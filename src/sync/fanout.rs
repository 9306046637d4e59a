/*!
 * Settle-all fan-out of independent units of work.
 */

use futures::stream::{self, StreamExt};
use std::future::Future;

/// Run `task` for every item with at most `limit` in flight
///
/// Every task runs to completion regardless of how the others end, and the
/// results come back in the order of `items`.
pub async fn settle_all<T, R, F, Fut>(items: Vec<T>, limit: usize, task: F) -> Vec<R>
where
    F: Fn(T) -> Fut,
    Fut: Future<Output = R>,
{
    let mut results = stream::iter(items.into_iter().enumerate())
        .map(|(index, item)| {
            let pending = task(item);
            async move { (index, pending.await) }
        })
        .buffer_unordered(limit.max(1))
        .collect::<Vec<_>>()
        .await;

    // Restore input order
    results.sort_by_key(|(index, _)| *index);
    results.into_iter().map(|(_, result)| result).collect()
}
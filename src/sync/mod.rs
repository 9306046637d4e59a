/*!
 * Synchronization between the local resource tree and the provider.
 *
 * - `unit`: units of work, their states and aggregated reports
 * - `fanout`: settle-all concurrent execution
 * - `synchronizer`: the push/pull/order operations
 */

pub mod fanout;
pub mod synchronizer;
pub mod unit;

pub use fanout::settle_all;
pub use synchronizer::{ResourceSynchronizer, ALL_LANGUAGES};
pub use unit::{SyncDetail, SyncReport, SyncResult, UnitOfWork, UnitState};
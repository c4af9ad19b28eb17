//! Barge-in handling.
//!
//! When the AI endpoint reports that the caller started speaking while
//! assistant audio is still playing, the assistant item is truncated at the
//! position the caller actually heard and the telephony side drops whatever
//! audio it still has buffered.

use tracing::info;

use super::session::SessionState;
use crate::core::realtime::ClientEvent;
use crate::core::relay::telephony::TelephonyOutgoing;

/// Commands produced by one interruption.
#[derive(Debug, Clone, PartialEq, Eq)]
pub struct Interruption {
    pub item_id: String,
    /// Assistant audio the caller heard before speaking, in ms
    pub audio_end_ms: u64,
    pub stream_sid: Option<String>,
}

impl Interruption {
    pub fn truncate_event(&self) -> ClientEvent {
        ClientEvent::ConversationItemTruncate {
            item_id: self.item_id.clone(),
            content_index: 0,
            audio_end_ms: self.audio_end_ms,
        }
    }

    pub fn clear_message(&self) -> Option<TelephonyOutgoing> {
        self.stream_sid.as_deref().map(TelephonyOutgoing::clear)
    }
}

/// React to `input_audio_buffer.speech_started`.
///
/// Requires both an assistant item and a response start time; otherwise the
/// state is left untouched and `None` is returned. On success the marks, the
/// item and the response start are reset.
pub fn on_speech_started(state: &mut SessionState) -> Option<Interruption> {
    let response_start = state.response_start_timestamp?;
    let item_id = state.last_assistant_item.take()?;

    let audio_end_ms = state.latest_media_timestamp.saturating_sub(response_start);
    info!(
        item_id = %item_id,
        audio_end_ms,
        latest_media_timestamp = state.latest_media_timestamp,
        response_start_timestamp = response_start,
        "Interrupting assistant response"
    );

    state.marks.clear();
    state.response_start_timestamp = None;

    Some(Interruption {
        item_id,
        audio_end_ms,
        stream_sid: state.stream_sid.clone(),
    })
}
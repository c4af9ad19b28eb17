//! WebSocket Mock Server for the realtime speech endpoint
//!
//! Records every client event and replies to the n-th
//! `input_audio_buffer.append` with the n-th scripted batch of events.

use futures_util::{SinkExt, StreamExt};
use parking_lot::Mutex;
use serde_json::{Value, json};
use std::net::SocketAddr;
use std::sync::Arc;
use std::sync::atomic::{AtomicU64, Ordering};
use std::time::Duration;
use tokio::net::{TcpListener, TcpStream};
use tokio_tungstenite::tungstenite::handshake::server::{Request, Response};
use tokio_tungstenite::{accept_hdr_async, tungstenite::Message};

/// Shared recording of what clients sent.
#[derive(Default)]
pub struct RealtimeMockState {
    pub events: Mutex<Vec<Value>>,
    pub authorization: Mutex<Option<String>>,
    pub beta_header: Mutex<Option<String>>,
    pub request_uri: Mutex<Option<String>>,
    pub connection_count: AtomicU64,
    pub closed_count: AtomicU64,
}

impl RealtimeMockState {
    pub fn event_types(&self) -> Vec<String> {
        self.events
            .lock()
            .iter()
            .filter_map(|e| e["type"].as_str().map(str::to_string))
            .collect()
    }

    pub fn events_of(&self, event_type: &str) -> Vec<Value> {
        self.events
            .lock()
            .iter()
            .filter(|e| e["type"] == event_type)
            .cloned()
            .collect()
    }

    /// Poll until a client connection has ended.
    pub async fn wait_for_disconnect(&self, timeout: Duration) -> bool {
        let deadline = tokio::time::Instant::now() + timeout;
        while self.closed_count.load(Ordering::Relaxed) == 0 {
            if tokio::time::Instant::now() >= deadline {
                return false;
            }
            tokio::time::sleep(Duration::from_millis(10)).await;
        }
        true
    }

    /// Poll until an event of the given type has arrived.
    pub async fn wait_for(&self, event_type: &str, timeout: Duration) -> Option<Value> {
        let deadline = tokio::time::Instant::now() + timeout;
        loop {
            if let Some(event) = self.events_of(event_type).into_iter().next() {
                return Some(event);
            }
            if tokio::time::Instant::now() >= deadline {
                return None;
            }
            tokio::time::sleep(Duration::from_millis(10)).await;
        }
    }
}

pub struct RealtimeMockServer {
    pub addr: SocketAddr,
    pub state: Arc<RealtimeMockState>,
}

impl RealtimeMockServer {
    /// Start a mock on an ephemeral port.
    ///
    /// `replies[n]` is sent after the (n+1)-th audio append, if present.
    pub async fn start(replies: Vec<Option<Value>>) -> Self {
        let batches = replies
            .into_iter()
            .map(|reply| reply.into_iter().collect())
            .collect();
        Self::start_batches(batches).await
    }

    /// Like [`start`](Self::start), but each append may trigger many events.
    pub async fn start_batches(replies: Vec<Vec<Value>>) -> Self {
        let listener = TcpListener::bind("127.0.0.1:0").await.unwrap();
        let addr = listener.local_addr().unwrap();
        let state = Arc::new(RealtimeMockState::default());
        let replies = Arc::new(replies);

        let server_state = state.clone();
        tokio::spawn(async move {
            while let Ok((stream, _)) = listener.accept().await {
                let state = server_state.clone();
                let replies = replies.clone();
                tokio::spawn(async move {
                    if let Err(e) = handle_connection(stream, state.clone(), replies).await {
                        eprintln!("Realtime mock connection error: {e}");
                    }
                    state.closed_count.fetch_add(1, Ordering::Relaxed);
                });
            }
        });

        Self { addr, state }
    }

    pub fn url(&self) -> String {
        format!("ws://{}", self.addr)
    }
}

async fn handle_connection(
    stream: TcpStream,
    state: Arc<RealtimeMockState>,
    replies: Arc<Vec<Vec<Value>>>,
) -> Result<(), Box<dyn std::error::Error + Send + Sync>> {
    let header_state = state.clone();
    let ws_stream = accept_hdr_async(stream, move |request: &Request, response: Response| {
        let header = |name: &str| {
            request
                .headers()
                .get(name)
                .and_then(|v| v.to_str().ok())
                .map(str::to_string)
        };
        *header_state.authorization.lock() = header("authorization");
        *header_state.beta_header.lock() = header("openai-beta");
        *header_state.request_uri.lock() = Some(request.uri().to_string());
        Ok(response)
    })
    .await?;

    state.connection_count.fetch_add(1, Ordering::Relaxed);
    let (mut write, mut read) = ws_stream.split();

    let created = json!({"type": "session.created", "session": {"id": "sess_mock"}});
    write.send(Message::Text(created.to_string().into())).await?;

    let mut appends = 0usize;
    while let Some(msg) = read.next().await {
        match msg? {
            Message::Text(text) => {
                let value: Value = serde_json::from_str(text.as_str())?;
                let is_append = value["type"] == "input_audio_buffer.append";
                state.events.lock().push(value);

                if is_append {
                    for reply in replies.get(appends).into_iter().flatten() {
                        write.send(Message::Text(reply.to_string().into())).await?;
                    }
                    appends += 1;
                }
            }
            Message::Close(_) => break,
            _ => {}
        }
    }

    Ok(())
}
· · · ·
Some lines of the records above contain the word "caller". How many are there? Reply with the number alone.

■ Exercise response ■
3